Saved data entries
----

//! Delimited text dataset implementation
//!
//! Supports loading datasets from delimited text files where:
//! - Each non-empty line is one example
//! - For labelled data, the last column is the integer category code
//! - All other columns are features
//! - Lines starting with `#` are comments
//! - A first row of mostly non-numeric fields is a header and is skipped

use crate::core::{Result, SVMError};
use log::debug;
use ndarray::{Array2, ArrayView2};
use std::fs::File;
use std::io::{BufRead, BufReader};
use std::path::Path;

/// Field delimiter used when none is given
pub const DEFAULT_DELIMITER: char = '\t';

/// Dense dataset read from delimited text
#[derive(Debug, Clone, PartialEq)]
pub struct DelimitedDataset {
    features: Array2<f64>,
    labels: Vec<i32>,
}

impl DelimitedDataset {
    /// Build a dataset from in-memory features and labels
    pub fn new(features: Array2<f64>, labels: Vec<i32>) -> Result<Self> {
        if !labels.is_empty() && labels.len() != features.nrows() {
            return Err(SVMError::DimensionMismatch {
                expected: features.nrows(),
                actual: labels.len(),
            });
        }
        Ok(Self { features, labels })
    }

    /// Load a labelled dataset from a file
    pub fn from_file<P: AsRef<Path>>(path: P, delimiter: char) -> Result<Self> {
        let file = File::open(path).map_err(SVMError::IoError)?;
        Self::from_reader(BufReader::new(file), delimiter)
    }

    /// Load an unlabelled dataset from a file
    pub fn from_file_unlabeled<P: AsRef<Path>>(path: P, delimiter: char) -> Result<Self> {
        let file = File::open(path).map_err(SVMError::IoError)?;
        Self::from_reader_unlabeled(BufReader::new(file), delimiter)
    }

    /// Load a labelled dataset from a reader
    pub fn from_reader<R: BufRead>(reader: R, delimiter: char) -> Result<Self> {
        Self::parse(reader, delimiter, true)
    }

    /// Load an unlabelled dataset from a reader; every column is a feature
    pub fn from_reader_unlabeled<R: BufRead>(reader: R, delimiter: char) -> Result<Self> {
        Self::parse(reader, delimiter, false)
    }

    fn parse<R: BufRead>(reader: R, delimiter: char, labelled: bool) -> Result<Self> {
        let mut values = Vec::new();
        let mut labels = Vec::new();
        let mut width: Option<usize> = None;
        let mut rows = 0usize;

        for (line_no, line) in reader.lines().enumerate() {
            let line = line.map_err(SVMError::IoError)?;
            let line = line.trim();

            if line.is_empty() || line.starts_with('#') {
                continue;
            }

            let fields = split_fields(line, delimiter);

            if rows == 0 && width.is_none() && is_header_line(&fields, labelled) {
                debug!("Skipping header line {}", line_no + 1);
                continue;
            }

            let n_features = if labelled {
                if fields.len() < 2 {
                    return Err(SVMError::ParseError(format!(
                        "Line {} has too few fields: {}",
                        line_no + 1,
                        line
                    )));
                }
                fields.len() - 1
            } else {
                fields.len()
            };

            match width {
                None => width = Some(n_features),
                Some(expected) if expected != n_features => {
                    return Err(SVMError::ParseError(format!(
                        "Line {} has {} features, expected {}",
                        line_no + 1,
                        n_features,
                        expected
                    )));
                }
                Some(_) => {}
            }

            for (col, field) in fields.iter().take(n_features).enumerate() {
                let value = field.parse::<f64>().map_err(|_| {
                    SVMError::ParseError(format!(
                        "Invalid feature value at line {}, column {}: {}",
                        line_no + 1,
                        col + 1,
                        field
                    ))
                })?;
                values.push(value);
            }

            if labelled {
                let field = fields[n_features];
                labels.push(parse_label(field).ok_or_else(|| {
                    SVMError::ParseError(format!(
                        "Invalid label at line {}: {}",
                        line_no + 1,
                        field
                    ))
                })?);
            }

            rows += 1;
        }

        let width = match width {
            Some(width) if rows > 0 => width,
            _ => return Err(SVMError::EmptyDataset),
        };

        let features = Array2::from_shape_vec((rows, width), values)
            .map_err(|e| SVMError::InvalidDataset(e.to_string()))?;

        Ok(Self { features, labels })
    }

    /// Feature matrix, one example per row
    pub fn features(&self) -> ArrayView2<'_, f64> {
        self.features.view()
    }

    /// Mutable access to the features, used to normalize in place
    pub fn features_mut(&mut self) -> &mut Array2<f64> {
        &mut self.features
    }

    /// Category code per example, empty for unlabelled data
    pub fn labels(&self) -> &[i32] {
        &self.labels
    }

    pub fn is_labelled(&self) -> bool {
        !self.labels.is_empty()
    }

    /// Number of examples
    pub fn len(&self) -> usize {
        self.features.nrows()
    }

    pub fn is_empty(&self) -> bool {
        self.len() == 0
    }

    /// Number of features per example
    pub fn n_features(&self) -> usize {
        self.features.ncols()
    }

    /// Distinct positive category codes, in order of first appearance
    pub fn categories(&self) -> Vec<i32> {
        positive_categories(&self.labels)
    }

    /// Split into the feature matrix and the labels
    pub fn into_parts(self) -> (Array2<f64>, Vec<i32>) {
        (self.features, self.labels)
    }
}

/// Distinct labels greater than zero, in order of first appearance
pub fn positive_categories(labels: &[i32]) -> Vec<i32> {
    let mut categories = Vec::new();
    for &label in labels {
        if label > 0 && !categories.contains(&label) {
            categories.push(label);
        }
    }
    categories
}

fn split_fields(line: &str, delimiter: char) -> Vec<&str> {
    let fields = line.split(delimiter).map(str::trim);
    if delimiter.is_whitespace() {
        fields.filter(|f| !f.is_empty()).collect()
    } else {
        fields.collect()
    }
}

/// Category codes are integers; integral floats such as `2.0` are accepted
fn parse_label(field: &str) -> Option<i32> {
    if let Ok(label) = field.parse::<i32>() {
        return Some(label);
    }
    let value = field.parse::<f64>().ok()?;
    if value.fract() == 0.0 && value >= i32::MIN as f64 && value <= i32::MAX as f64 {
        Some(value as i32)
    } else {
        None
    }
}

/// Check if a line appears to be a header
fn is_header_line(fields: &[&str], labelled: bool) -> bool {
    let candidates = if labelled && fields.len() > 1 {
        &fields[..fields.len() - 1]
    } else {
        fields
    };

    if candidates.is_empty() {
        return false;
    }

    let non_numeric_count = candidates
        .iter()
        .filter(|field| field.parse::<f64>().is_err())
        .count();

    non_numeric_count * 2 > candidates.len()
}

#[cfg(test)]
mod tests {
    use super::*;
    use std::io::Cursor;

    #[test]
    fn test_tab_delimited_labelled() {
        let data = "0.5\t1.0\t1\n1.5\t-2.0\t2\n\n3.0\t0.0\t1\n";
        let dataset = DelimitedDataset::from_reader(Cursor::new(data), '\t').unwrap();

        assert_eq!(dataset.len(), 3);
        assert_eq!(dataset.n_features(), 2);
        assert_eq!(dataset.labels(), &[1, 2, 1]);
        assert_eq!(dataset.features()[[1, 1]], -2.0);
        assert!(dataset.is_labelled());
    }

    #[test]
    fn test_header_and_comments_are_skipped() {
        let data = "# iris subset\nsepal,petal,class\n5.1,1.4,1\n# trailing note\n6.3,4.9,2\n";
        let dataset = DelimitedDataset::from_reader(Cursor::new(data), ',').unwrap();

        assert_eq!(dataset.len(), 2);
        assert_eq!(dataset.features()[[0, 0]], 5.1);
        assert_eq!(dataset.labels(), &[1, 2]);
    }

    #[test]
    fn test_space_delimiter_collapses_runs() {
        let data = "1.0   2.0  3\n4.0 5.0 0\n";
        let dataset = DelimitedDataset::from_reader(Cursor::new(data), ' ').unwrap();
        assert_eq!(dataset.n_features(), 2);
        assert_eq!(dataset.labels(), &[3, 0]);
    }

    #[test]
    fn test_unlabelled() {
        let data = "1|2|3\n4|5|6\n";
        let dataset = DelimitedDataset::from_reader_unlabeled(Cursor::new(data), '|').unwrap();
        assert_eq!(dataset.n_features(), 3);
        assert!(!dataset.is_labelled());
        assert!(dataset.categories().is_empty());
    }

    #[test]
    fn test_categories_in_first_seen_order() {
        let data = "0.1;3\n0.2;0\n0.3;1\n0.4;3\n0.5;-1\n0.6;2\n";
        let dataset = DelimitedDataset::from_reader(Cursor::new(data), ';').unwrap();
        assert_eq!(dataset.categories(), vec![3, 1, 2]);
    }

    #[test]
    fn test_positive_categories() {
        assert_eq!(positive_categories(&[2, 0, 2, 5, -1, 1]), vec![2, 5, 1]);
        assert!(positive_categories(&[]).is_empty());
    }

    #[test]
    fn test_integral_float_labels() {
        let data = "1.0,2.0\n3.0,1.0\n";
        let dataset = DelimitedDataset::from_reader(Cursor::new(data), ',').unwrap();
        assert_eq!(dataset.labels(), &[2, 1]);

        let data = "1.0,2.5\n";
        assert!(matches!(
            DelimitedDataset::from_reader(Cursor::new(data), ','),
            Err(SVMError::ParseError(_))
        ));
    }

    #[test]
    fn test_ragged_rows_are_rejected() {
        let data = "1,2,1\n3,1\n";
        assert!(matches!(
            DelimitedDataset::from_reader(Cursor::new(data), ','),
            Err(SVMError::ParseError(_))
        ));
    }

    #[test]
    fn test_invalid_feature() {
        let data = "1,2,1\n3,abc,1\n";
        assert!(matches!(
            DelimitedDataset::from_reader(Cursor::new(data), ','),
            Err(SVMError::ParseError(_))
        ));
    }

    #[test]
    fn test_empty_input() {
        assert!(matches!(
            DelimitedDataset::from_reader(Cursor::new(""), ','),
            Err(SVMError::EmptyDataset)
        ));
        assert!(matches!(
            DelimitedDataset::from_reader(Cursor::new("# only a comment\n"), ','),
            Err(SVMError::EmptyDataset)
        ));
    }

    #[test]
    fn test_new_checks_label_count() {
        let features = Array2::zeros((2, 3));
        assert!(DelimitedDataset::new(features.clone(), vec![1, 2]).is_ok());
        assert!(DelimitedDataset::new(features.clone(), vec![]).is_ok());
        assert!(matches!(
            DelimitedDataset::new(features, vec![1]),
            Err(SVMError::DimensionMismatch { .. })
        ));
    }
}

----

_What is being asked_. Return, in full, every line of these entries that holds "used".

_Written response_.
/// Field delimiter used when none is given
    /// Mutable access to the features, used to normalize in place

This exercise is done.